I think you're overly optimistic. The reason why you have the skill to build a transmitter in your garage (years spent on technical training in college &/or work) is the very reason why you don't find it worthwhile to do so. When this same capability is available to high school kids with a couple hundred bucks and a GUI toolkit they found on 4chan, the likelihood of abuse goes WAY up.

Also, the analogy to annoying loudspeakers or laser pointers is faulty. Almost everyone has the necessary sensors (ears & eyes) to quickly & accurately identify the source of those emissions.

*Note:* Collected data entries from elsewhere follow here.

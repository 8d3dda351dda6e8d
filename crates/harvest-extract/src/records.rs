//! Fixed-schema output records.
//!
//! Every record type knows its header row and renders its cells in exactly
//! that order, so a writer never has to know which field goes where.

/// A row in one of the three output record sets, `WIDTH` columns wide.
pub trait Record<const WIDTH: usize> {
    /// Column names, in output order.
    const HEADERS: [&'static str; WIDTH];

    /// Cell values, in the order of [`Record::HEADERS`].
    fn cells(&self) -> [&str; WIDTH];
}

/// Columns of an open-order record.
pub const OPEN_ORDER_WIDTH: usize = 20;
/// Columns of a close-order record.
pub const CLOSE_ORDER_WIDTH: usize = 16;
/// Columns of a shipping-detail record.
pub const SHIPPING_DETAIL_WIDTH: usize = 17;

/// Item-table column names, looked up by header text on every render.
pub const ITEM_COLUMNS: [&str; 8] = [
    "Line No.",
    "Item Number",
    "Description",
    "QTY Ordered",
    "QTY Shipped",
    "B/O QTY",
    "Unit Price",
    "Extended Price",
];

/// One line of an order's items table, or all blanks when the order has
/// no item data.
#[derive(Debug, Clone, Default, PartialEq, Eq)]
pub struct ItemColumns {
    pub line_no: String,
    pub item_number: String,
    pub description: String,
    pub qty_ordered: String,
    pub qty_shipped: String,
    pub backorder_qty: String,
    pub unit_price: String,
    pub extended_price: String,
}

impl ItemColumns {
    /// Build from values in [`ITEM_COLUMNS`] order.
    pub fn from_values(values: [String; 8]) -> Self {
        let [line_no, item_number, description, qty_ordered, qty_shipped, backorder_qty, unit_price, extended_price] =
            values;
        Self {
            line_no,
            item_number,
            description,
            qty_ordered,
            qty_shipped,
            backorder_qty,
            unit_price,
            extended_price,
        }
    }

    pub fn is_blank(&self) -> bool {
        self.cells().iter().all(|c| c.is_empty())
    }

    fn cells(&self) -> [&str; 8] {
        [
            self.line_no.as_str(),
            self.item_number.as_str(),
            self.description.as_str(),
            self.qty_ordered.as_str(),
            self.qty_shipped.as_str(),
            self.backorder_qty.as_str(),
            self.unit_price.as_str(),
            self.extended_price.as_str(),
        ]
    }
}

/// Order-level fields of an open order.
#[derive(Debug, Clone, Default, PartialEq, Eq)]
pub struct OpenOrderSummary {
    pub sold_to_id: String,
    pub sales_order: String,
    pub customer_po: String,
    pub ship_to_party: String,
    pub ship_to_country: String,
    pub created_time: String,
    pub assembly_type: String,
    pub order_status: String,
    pub sold_to: String,
    pub ship_to: String,
    pub esd: String,
    pub message: String,
}

/// One open-order item line.
#[derive(Debug, Clone, PartialEq, Eq)]
pub struct OpenOrderRecord {
    pub summary: OpenOrderSummary,
    pub items: ItemColumns,
}

impl Record<OPEN_ORDER_WIDTH> for OpenOrderRecord {
    const HEADERS: [&'static str; OPEN_ORDER_WIDTH] = [
        "Sold To ID",
        "Sales Order",
        "Customer PO",
        "Ship To Party",
        "Ship To Country",
        "Created Time",
        "Assembly Type",
        "Order Status",
        "Sold-To",
        "Ship-To",
        "ESD",
        "Message",
        "Line No.",
        "Item Number",
        "Description",
        "QTY Ordered",
        "QTY Shipped",
        "B/O QTY",
        "Unit Price",
        "Extended Price",
    ];

    fn cells(&self) -> [&str; OPEN_ORDER_WIDTH] {
        let s = &self.summary;
        let [line_no, item_number, description, qty_ordered, qty_shipped, backorder_qty, unit_price, extended_price] =
            self.items.cells();
        [
            s.sold_to_id.as_str(),
            s.sales_order.as_str(),
            s.customer_po.as_str(),
            s.ship_to_party.as_str(),
            s.ship_to_country.as_str(),
            s.created_time.as_str(),
            s.assembly_type.as_str(),
            s.order_status.as_str(),
            s.sold_to.as_str(),
            s.ship_to.as_str(),
            s.esd.as_str(),
            s.message.as_str(),
            line_no,
            item_number,
            description,
            qty_ordered,
            qty_shipped,
            backorder_qty,
            unit_price,
            extended_price,
        ]
    }
}

/// Order-level fields of a closed order.
#[derive(Debug, Clone, Default, PartialEq, Eq)]
pub struct CloseOrderSummary {
    pub sold_to_id: String,
    pub sales_order: String,
    pub order_date: String,
    pub customer_po: String,
    pub assembly_type: String,
    pub order_status: String,
    pub sold_to: String,
    pub ship_to: String,
}

/// One closed-order item line.
#[derive(Debug, Clone, PartialEq, Eq)]
pub struct CloseOrderRecord {
    pub summary: CloseOrderSummary,
    pub items: ItemColumns,
}

impl Record<CLOSE_ORDER_WIDTH> for CloseOrderRecord {
    const HEADERS: [&'static str; CLOSE_ORDER_WIDTH] = [
        "Sold To ID",
        "Sales Order",
        "Order Date",
        "Customer PO",
        "Assembly Type",
        "Order Status",
        "Sold-To",
        "Ship-To",
        "Line No.",
        "Item Number",
        "Description",
        "QTY Ordered",
        "QTY Shipped",
        "B/O QTY",
        "Unit Price",
        "Extended Price",
    ];

    fn cells(&self) -> [&str; CLOSE_ORDER_WIDTH] {
        let s = &self.summary;
        let [line_no, item_number, description, qty_ordered, qty_shipped, backorder_qty, unit_price, extended_price] =
            self.items.cells();
        [
            s.sold_to_id.as_str(),
            s.sales_order.as_str(),
            s.order_date.as_str(),
            s.customer_po.as_str(),
            s.assembly_type.as_str(),
            s.order_status.as_str(),
            s.sold_to.as_str(),
            s.ship_to.as_str(),
            line_no,
            item_number,
            description,
            qty_ordered,
            qty_shipped,
            backorder_qty,
            unit_price,
            extended_price,
        ]
    }
}

/// The shipment panel's summary fields, shared by every line of one order.
#[derive(Debug, Clone, Default, PartialEq, Eq)]
pub struct ShipmentSummary {
    pub pick_uniq: String,
    pub ord_uniq: String,
    pub status: String,
    pub via_desc: String,
    pub comment: String,
    pub ship_date: String,
    pub invoice_number: String,
    pub tracking_number: String,
}

impl ShipmentSummary {
    /// Build from the panel's values in display order.
    pub fn from_values(values: [String; 8]) -> Self {
        let [pick_uniq, ord_uniq, status, via_desc, comment, ship_date, invoice_number, tracking_number] =
            values;
        Self {
            pick_uniq,
            ord_uniq,
            status,
            via_desc,
            comment,
            ship_date,
            invoice_number,
            tracking_number,
        }
    }
}

/// One row of the expanded shipment lines table.
#[derive(Debug, Clone, Default, PartialEq, Eq)]
pub struct ShipmentLine {
    pub order_line: String,
    pub qty_ordered: String,
    pub qty_shipped: String,
    pub item: String,
    pub category: String,
    pub description: String,
    pub timestamps: String,
}

impl ShipmentLine {
    /// Build from the row's cells in column order.
    pub fn from_values(values: [String; 7]) -> Self {
        let [order_line, qty_ordered, qty_shipped, item, category, description, timestamps] = values;
        Self {
            order_line,
            qty_ordered,
            qty_shipped,
            item,
            category,
            description,
            timestamps,
        }
    }
}

/// One shipped line of an open order.
#[derive(Debug, Clone, PartialEq, Eq)]
pub struct ShippingDetailRecord {
    pub sold_to_id: String,
    pub sales_order: String,
    pub shipment: ShipmentSummary,
    pub line: ShipmentLine,
}

impl Record<SHIPPING_DETAIL_WIDTH> for ShippingDetailRecord {
    const HEADERS: [&'static str; SHIPPING_DETAIL_WIDTH] = [
        "Sold To ID",
        "Sales Order",
        "PICKUNIQ",
        "ORDUNIQ",
        "Status",
        "VIADESC",
        "Comment",
        "SDATE",
        "Invoice Number",
        "Tracking Number",
        "Order Line",
        "QTY Ordered",
        "QTY Shipped",
        "Item",
        "Category",
        "Description",
        "Timestamps",
    ];

    fn cells(&self) -> [&str; SHIPPING_DETAIL_WIDTH] {
        let h = &self.shipment;
        let l = &self.line;
        [
            self.sold_to_id.as_str(),
            self.sales_order.as_str(),
            h.pick_uniq.as_str(),
            h.ord_uniq.as_str(),
            h.status.as_str(),
            h.via_desc.as_str(),
            h.comment.as_str(),
            h.ship_date.as_str(),
            h.invoice_number.as_str(),
            h.tracking_number.as_str(),
            l.order_line.as_str(),
            l.qty_ordered.as_str(),
            l.qty_shipped.as_str(),
            l.item.as_str(),
            l.category.as_str(),
            l.description.as_str(),
            l.timestamps.as_str(),
        ]
    }
}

Vanishingly few people have directional radio detectors that operate across the frequency range these new devices can produce.

First, not everyone needs them; only enough law enforcement officials to show up and respond to the call.

Second, the very technology you're describing --by definition doubles as detection gear. It won't be held by 'vanishingly few people.' If it can be had by 'high school kids with a couple hundred bucks,' it will be available to every police department in the country. If 4chan is coding up 'GUI's', then some electronics company will make this gear with some direction-finder routine and a push-button interface that cops will be able to use after two hours' training. ("If they say their wifi is screwed up, hit the WIFI button and follow the arrow. If they say their FM radio is jammed, hit the FM button and...").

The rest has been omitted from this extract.